1:04: You should never miss an edge-guard like that. You had more than enough time to grab the edge and take that stock. Pinpointed dsmashes are okay, but if you miss there is huge lag. The window for punishment is alot bigger if you miss with dsmash than with many of your other edge-guard options, so use it sparingly (If spacies illusion quickly and you aren't positioned properly, etc). Falling off with shine, grabbing the edge, or even SH dair would have been good options in this situation. Falcon's upB can never truly sweetspot. Some part of his hand is always above the edge even if it doesn't look like it. Leave the laggy **** at home and go to work once you knock him off the stage.
-On your second stock, too many random nairs, too many missed usmashes. You looked almost confused in your execution and movement. At 1:29 for example, there was no need to nair right in his face AFTER he had recovered from his knee, because he'd obviously be dashing away. Against good players, any whiffed aerial is open to counter-attack and big damage. If you aren't sure of how to land a hit, then stick to what you know. Dash-dancing is good, FH auto-cancelled and SH bairs are good for spacing and putting up a wall, dash attack is good for overshooting vs. other dash-dancers. Play to Fox's strengths and use your execution to have a planned method of approach and defense, rather than just spamming usmash or running around aimlessly, missing opportunities left and right.

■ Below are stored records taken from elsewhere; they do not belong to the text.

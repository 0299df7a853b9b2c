//! Chunk-aligned groupby and resample.
//!
//! Grouping a chunked time series by day-of-year scatters every group
//! across every chunk, so a gather-per-group groupby builds a task graph
//! proportional to chunk count times group count. Realigning the chunks
//! first (one chunk per calendar year for grouping, whole blocks per chunk
//! for resampling) lets every group be served from within a chunk, keeping
//! the graph a small constant factor of the year count.

use std::{
    ops::{Add, Sub},
    sync::Arc,
};

use chrono::{Datelike, NaiveDate};
use log::debug;
use ndarray::{ArrayD, Axis, Slice};

use crate::{
    chunked::ChunkedArray,
    chunks::Chunks,
    dataarray::{Coord, CoordValues, DataArray},
    errors::{Error, Result},
    groupby::key_rows,
    rank::rank_values,
    stats::Reduction,
    time::TimeAxis,
};

/// Slots in the full (leap year) calendar.
pub(crate) const CALENDAR_SLOTS: usize = 366;

/// How timestamps are assigned to calendar groups.
///
#[derive(Clone, Copy, Debug, PartialEq, Eq)]
pub enum Grouping {
    /// Ordinal day within the year, 1..=366. Buckets follow the ordinal
    /// count, so after Feb 28 a leap year's dates sit one bucket later
    /// than a non-leap year's, and Dec 31 of a leap year lands in 366.
    DayOfYear,

    /// Calendar date encoded `month * 100 + day`. Feb 29 keeps its own
    /// bucket (229) in every year that has one.
    MonthDay,
}

impl Grouping {
    /// Dimension name carried by grouped outputs.
    ///
    pub fn dim_name(&self) -> &'static str {
        match self {
            Self::DayOfYear => "dayofyear",
            Self::MonthDay => "monthday",
        }
    }

    /// Group key for every timestamp on the axis.
    ///
    pub(crate) fn keys_for(&self, axis: &TimeAxis) -> Vec<i64> {
        match self {
            Self::DayOfYear => axis.dayofyear(),
            Self::MonthDay => axis.monthday(),
        }
    }

    /// The 366 group keys of the full calendar, in increasing order.
    ///
    pub(crate) fn calendar_keys(&self) -> Vec<i64> {
        match self {
            Self::DayOfYear => (1..=CALENDAR_SLOTS as i64).collect(),
            Self::MonthDay => (1..=CALENDAR_SLOTS as u32)
                .map(|ordinal| {
                    // Any leap year covers the full calendar
                    let date = NaiveDate::from_yo_opt(2000, ordinal).unwrap();
                    (date.month() * 100 + date.day()) as i64
                })
                .collect(),
        }
    }

    /// Calendar slot of a row within a year of `year_len` days.
    ///
    /// A 365 day year leaves one slot empty: the last one for day-of-year
    /// grouping, the Feb 29 slot for month-day grouping.
    ///
    fn slot_of_row(&self, row: usize, year_len: usize) -> usize {
        match self {
            Self::DayOfYear => row,
            Self::MonthDay => {
                if year_len == CALENDAR_SLOTS || row < 59 {
                    row
                } else {
                    row + 1
                }
            }
        }
    }
}
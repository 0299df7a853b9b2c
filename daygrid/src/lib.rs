mod blocked;
mod chunked;
mod chunks;
mod dataarray;
mod errors;
mod graph;
mod groupby;
mod rank;
mod stats;
mod time;

#[cfg(test)]
mod testing;

pub use blocked::blocked_groupby;
pub use blocked::blocked_resample;
pub use blocked::BlockedGroupby;
pub use blocked::BlockedResample;
pub use blocked::Grouping;
pub use chunked::ChunkedArray;
pub use chunks::Chunks;
pub use dataarray::Coord;
pub use dataarray::CoordValues;
pub use dataarray::DataArray;
pub use errors::Error;
pub use errors::Result;
pub use groupby::GroupBy;
pub use rank::rank_along_dim;
pub use rank::rank_by_dayofyear;
pub use rank::rank_by_monthday;
pub use stats::nanmax;
pub use stats::nanmean;
pub use stats::nanmin;
pub use stats::nansum;
pub use stats::percentile;
pub use stats::rankdata;
pub use time::TimeAxis;
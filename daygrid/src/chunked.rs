use std::sync::Arc;

use ndarray::{ArrayD, Axis, Slice};

use crate::{
    chunks::Chunks,
    graph::{ChunkFn, Node, ZipFn},
};

/// A chunked array whose operations are deferred.
///
/// Cheap to clone; clones share the underlying graph node, so a shared
/// intermediate is only computed once. The leading axis is the chunked
/// axis.
///
#[derive(Clone)]
pub struct ChunkedArray {
    node: Arc<Node>,
}

impl ChunkedArray {
    /// Wrap a materialized array as a single chunk.
    ///
    pub fn from_array(array: ArrayD<f64>) -> Self {
        let plan = Chunks::single(array.shape()[0]);

        Self {
            node: Node::source(vec![array], plan),
        }
    }

    /// Wrap a materialized array, split into the given chunk plan.
    ///
    pub fn from_array_chunked(array: ArrayD<f64>, plan: Chunks) -> Self {
        assert_eq!(plan.total(), array.shape()[0]);
        let chunks = plan
            .iter()
            .map(|range| array.slice_axis(Axis(0), Slice::from(range)).to_owned())
            .collect();

        Self {
            node: Node::source(chunks, plan),
        }
    }

    pub fn shape(&self) -> &[usize] {
        self.node.shape()
    }

    pub fn len(&self) -> usize {
        self.node.shape()[0]
    }

    pub fn is_empty(&self) -> bool {
        self.len() == 0
    }

    pub fn chunks(&self) -> &Chunks {
        self.node.plan()
    }

    /// Number of chunks the result is split into.
    ///
    pub fn chunk_count(&self) -> usize {
        self.node.plan().count()
    }

    /// Number of tasks an executor would run to materialize this array,
    /// counted over the distinct nodes of the deferred graph.
    ///
    pub fn graph_size(&self) -> usize {
        self.node.graph_size()
    }

    /// Repartition the leading axis. A plan identical to the current one
    /// adds nothing to the graph.
    ///
    pub fn rechunk(&self, plan: Chunks) -> Self {
        if *self.node.plan() == plan {
            return self.clone();
        }

        Self {
            node: Node::rechunk(&self.node, plan),
        }
    }

    pub fn rechunk_even(&self, size: usize) -> Self {
        self.rechunk(Chunks::even(self.len(), size))
    }

    /// Gather leading-axis indices into a single chunk.
    ///
    pub fn take(&self, indices: Vec<usize>) -> Self {
        Self {
            node: Node::take(&self.node, indices),
        }
    }

    /// One output chunk per input chunk via `f`, which receives the chunk
    /// position and data. `shape` and `plan` describe the output.
    ///
    pub(crate) fn map(&self, shape: Vec<usize>, plan: Chunks, f: ChunkFn) -> Self {
        Self {
            node: Node::map(&self.node, shape, plan, f),
        }
    }

    /// Keep shape and chunking, transform each chunk elementwise.
    ///
    pub(crate) fn map_elementwise(&self, f: ChunkFn) -> Self {
        self.map(self.shape().to_vec(), self.chunks().clone(), f)
    }

    /// Stack equal-length chunks into one chunk with a new leading axis.
    ///
    pub(crate) fn stack_chunks(&self) -> Self {
        Self {
            node: Node::stack(&self.node),
        }
    }

    /// Elementwise combination with another array of the same shape. The
    /// other array is realigned to this array's chunk plan if needed.
    ///
    pub(crate) fn zip(&self, other: &ChunkedArray, f: ZipFn) -> Self {
        let other = other.rechunk(self.chunks().clone());

        Self {
            node: Node::zip(&self.node, &other.node, f),
        }
    }

    pub(crate) fn concat(parts: &[ChunkedArray]) -> Self {
        Self {
            node: Node::concat(parts.iter().map(|part| Arc::clone(&part.node)).collect()),
        }
    }

    /// Materialize the whole array, running any deferred work.
    ///
    pub fn compute(&self) -> ArrayD<f64> {
        self.node.whole()
    }
}
//! Deferred task graph over chunked arrays.
//!
//! Operations build an immutable tree of nodes; nothing is computed until a
//! node's data is requested. Each node knows how many tasks it contributes
//! to the graph, so callers can measure how much work a given chunking
//! strategy hands to an executor before running it. Computed chunks are
//! memoized per node, so a node shared between two result arrays is only
//! evaluated once.

use std::{collections::HashSet, sync::Arc};

use ndarray::{concatenate, stack, ArrayD, ArrayViewD, Axis, Slice};
use parking_lot::Mutex;

use crate::chunks::Chunks;

pub(crate) type ChunkFn = Arc<dyn Fn(usize, &ArrayD<f64>) -> ArrayD<f64> + Send + Sync>;
pub(crate) type ZipFn = Arc<dyn Fn(&ArrayD<f64>, &ArrayD<f64>) -> ArrayD<f64> + Send + Sync>;

pub(crate) enum Op {
    /// Materialized chunks. The data lives in the node's cache from
    /// construction.
    Source,

    /// One output chunk per input chunk, produced by a closure. The closure
    /// also receives the chunk's position, for callers whose transform
    /// depends on where a chunk sits along the axis.
    Map { input: Arc<Node>, f: ChunkFn },

    /// Repartition the leading axis to this node's chunk plan.
    Rechunk { input: Arc<Node> },

    /// Gather arbitrary leading-axis indices into a single chunk.
    Take {
        input: Arc<Node>,
        indices: Vec<usize>,
    },

    /// Stack equally shaped chunks into one chunk with a new leading axis.
    Stack { input: Arc<Node> },

    /// Elementwise combination of two arrays with identical chunk plans.
    Zip {
        left: Arc<Node>,
        right: Arc<Node>,
        f: ZipFn,
    },

    /// Append the chunks of several arrays along the leading axis.
    Concat { inputs: Vec<Arc<Node>> },
}

pub(crate) struct Node {
    /// Shape of the whole array, leading axis first.
    shape: Vec<usize>,

    /// Partition of the leading axis.
    plan: Chunks,

    /// Tasks this node alone contributes to the graph.
    tasks: usize,

    op: Op,

    /// Computed chunks, filled on first evaluation.
    cache: Mutex<Option<Arc<Vec<ArrayD<f64>>>>>,
}

impl Node {
    pub(crate) fn source(chunks: Vec<ArrayD<f64>>, plan: Chunks) -> Arc<Node> {
        assert_eq!(chunks.len(), plan.count());
        let mut shape = chunks[0].shape().to_vec();
        shape[0] = plan.total();

        Arc::new(Node {
            shape,
            tasks: plan.count(),
            plan,
            op: Op::Source,
            cache: Mutex::new(Some(Arc::new(chunks))),
        })
    }

    pub(crate) fn map(
        input: &Arc<Node>,
        shape: Vec<usize>,
        plan: Chunks,
        f: ChunkFn,
    ) -> Arc<Node> {
        assert_eq!(input.plan.count(), plan.count());
        assert_eq!(plan.total(), shape[0]);

        Arc::new(Node {
            shape,
            tasks: plan.count(),
            plan,
            op: Op::Map {
                input: Arc::clone(input),
                f,
            },
            cache: Mutex::new(None),
        })
    }

    pub(crate) fn rechunk(input: &Arc<Node>, plan: Chunks) -> Arc<Node> {
        assert_eq!(plan.total(), input.shape[0]);

        Arc::new(Node {
            shape: input.shape.clone(),
            tasks: input.plan.count() + plan.count(),
            plan,
            op: Op::Rechunk {
                input: Arc::clone(input),
            },
            cache: Mutex::new(None),
        })
    }

    pub(crate) fn take(input: &Arc<Node>, indices: Vec<usize>) -> Arc<Node> {
        let mut shape = input.shape.clone();
        shape[0] = indices.len();

        let touched: HashSet<usize> = indices
            .iter()
            .map(|&index| input.plan.find_chunk(index))
            .collect();

        Arc::new(Node {
            shape,
            plan: Chunks::single(indices.len()),
            tasks: touched.len() + 1,
            op: Op::Take {
                input: Arc::clone(input),
                indices,
            },
            cache: Mutex::new(None),
        })
    }

    pub(crate) fn stack(input: &Arc<Node>) -> Arc<Node> {
        let length = input.plan.length(0);
        for chunk in 0..input.plan.count() {
            assert_eq!(input.plan.length(chunk), length);
        }

        let mut shape = vec![input.plan.count(), length];
        shape.extend_from_slice(&input.shape[1..]);

        Arc::new(Node {
            plan: Chunks::single(shape[0]),
            shape,
            tasks: 1,
            op: Op::Stack {
                input: Arc::clone(input),
            },
            cache: Mutex::new(None),
        })
    }

    pub(crate) fn zip(left: &Arc<Node>, right: &Arc<Node>, f: ZipFn) -> Arc<Node> {
        assert_eq!(left.shape, right.shape);
        assert_eq!(left.plan, right.plan);

        Arc::new(Node {
            shape: left.shape.clone(),
            plan: left.plan.clone(),
            tasks: left.plan.count(),
            op: Op::Zip {
                left: Arc::clone(left),
                right: Arc::clone(right),
                f,
            },
            cache: Mutex::new(None),
        })
    }

    pub(crate) fn concat(inputs: Vec<Arc<Node>>) -> Arc<Node> {
        let trailing = inputs[0].shape[1..].to_vec();
        let mut lengths = vec![];
        for input in &inputs {
            assert_eq!(input.shape[1..], trailing[..]);
            lengths.extend_from_slice(input.plan.lengths());
        }

        let plan = Chunks::from_lengths(lengths);
        let mut shape = vec![plan.total()];
        shape.extend_from_slice(&trailing);

        Arc::new(Node {
            shape,
            tasks: plan.count(),
            plan,
            op: Op::Concat { inputs },
            cache: Mutex::new(None),
        })
    }

    pub(crate) fn shape(&self) -> &[usize] {
        &self.shape
    }

    pub(crate) fn plan(&self) -> &Chunks {
        &self.plan
    }

    /// Compute this node's chunks, or return the memoized result.
    ///
    /// The cache lock is held across evaluation. The graph is acyclic and
    /// evaluation only ever descends to child nodes, so no lock is
    /// reacquired while held.
    ///
    pub(crate) fn data(&self) -> Arc<Vec<ArrayD<f64>>> {
        let mut cache = self.cache.lock();
        if let Some(data) = &*cache {
            return Arc::clone(data);
        }

        let data = Arc::new(self.evaluate());
        *cache = Some(Arc::clone(&data));

        data
    }

    fn evaluate(&self) -> Vec<ArrayD<f64>> {
        match &self.op {
            Op::Source => unreachable!("source data is cached at construction"),

            Op::Map { input, f } => {
                let data = input.data();
                data.iter()
                    .enumerate()
                    .map(|(chunk, array)| f(chunk, array))
                    .collect()
            }

            Op::Rechunk { input } => {
                let whole = input.whole();
                self.plan
                    .iter()
                    .map(|range| {
                        whole
                            .slice_axis(Axis(0), Slice::from(range))
                            .to_owned()
                    })
                    .collect()
            }

            Op::Take { input, indices } => {
                let data = input.data();
                let mut gathered = ArrayD::zeros(self.shape.clone());
                for (at, &index) in indices.iter().enumerate() {
                    let chunk = input.plan.find_chunk(index);
                    let row = index - input.plan.offset(chunk);
                    gathered
                        .index_axis_mut(Axis(0), at)
                        .assign(&data[chunk].index_axis(Axis(0), row));
                }

                vec![gathered]
            }

            Op::Stack { input } => {
                let data = input.data();
                let views: Vec<ArrayViewD<f64>> =
                    data.iter().map(|chunk| chunk.view()).collect();

                vec![stack(Axis(0), &views).unwrap()]
            }

            Op::Zip { left, right, f } => {
                let left = left.data();
                let right = right.data();
                left.iter()
                    .zip(right.iter())
                    .map(|(a, b)| f(a, b))
                    .collect()
            }

            Op::Concat { inputs } => {
                let mut chunks = vec![];
                for input in inputs {
                    chunks.extend(input.data().iter().cloned());
                }

                chunks
            }
        }
    }

    /// Materialize the whole array.
    ///
    pub(crate) fn whole(&self) -> ArrayD<f64> {
        let data = self.data();
        if data.len() == 1 {
            return data[0].clone();
        }

        let views: Vec<ArrayViewD<f64>> = data.iter().map(|chunk| chunk.view()).collect();

        concatenate(Axis(0), &views).unwrap()
    }

    fn children(&self) -> Vec<&Arc<Node>> {
        match &self.op {
            Op::Source => vec![],
            Op::Map { input, .. } => vec![input],
            Op::Rechunk { input } => vec![input],
            Op::Take { input, .. } => vec![input],
            Op::Stack { input } => vec![input],
            Op::Zip { left, right, .. } => vec![left, right],
            Op::Concat { inputs } => inputs.iter().collect(),
        }
    }

    /// Total task count over the distinct nodes reachable from this one.
    ///
    pub(crate) fn graph_size(self: &Arc<Node>) -> usize {
        fn visit(node: &Arc<Node>, seen: &mut HashSet<*const Node>) -> usize {
            if !seen.insert(Arc::as_ptr(node)) {
                return 0;
            }
            node.children()
                .iter()
                .map(|child| visit(child, seen))
                .sum::<usize>()
                + node.tasks
        }

        visit(self, &mut HashSet::new())
    }
}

2:00 onward: So focused on landing a shine at this point. I guess your strategy here was "If at first I don't succeed, go for it 5 more times 1!!!11!!". Pace yourself; more thinking and less random button pressing. If you CCed him back with grab or your own jab, it would have left you in a much better position.
3:05: I think you know what happened here...this goes back to the first thing I said at 0:38. Combo ended, the shine -> bair was completely unnecessary - yet you went for it. You had good pressure going, but when the combo ended you just kept going and going. Good Falcons land a knockdown with dair like that, GGs buddy.
3:15: I have no idea how you missed this edge-guard. Why laser, when you could have run across the stage and simply ended the match? The shine spike was a good idea, but it seemed oddly placed. Random lasers for damage when he was already off the stage and at kill percent, then a missed shine. The shine spike was a good plan, but it was poorly executed. The lasers weren't needed in the slightest, and really only made it more difficult for you to catch up with him. If you want to get better and have a cleaner more professional looking Fox, you're going to have to get right to the point and get the job done.
Hope I didn't sound too mean! I watched your videos waay back when, and it seems like you've improved alot since then. Mostly, I just notice more technical consistency. You're mind work needs a boost if you want to improve your Fox. Hope I hepled.
I'll be sure to give some light commentary on match 2 as well.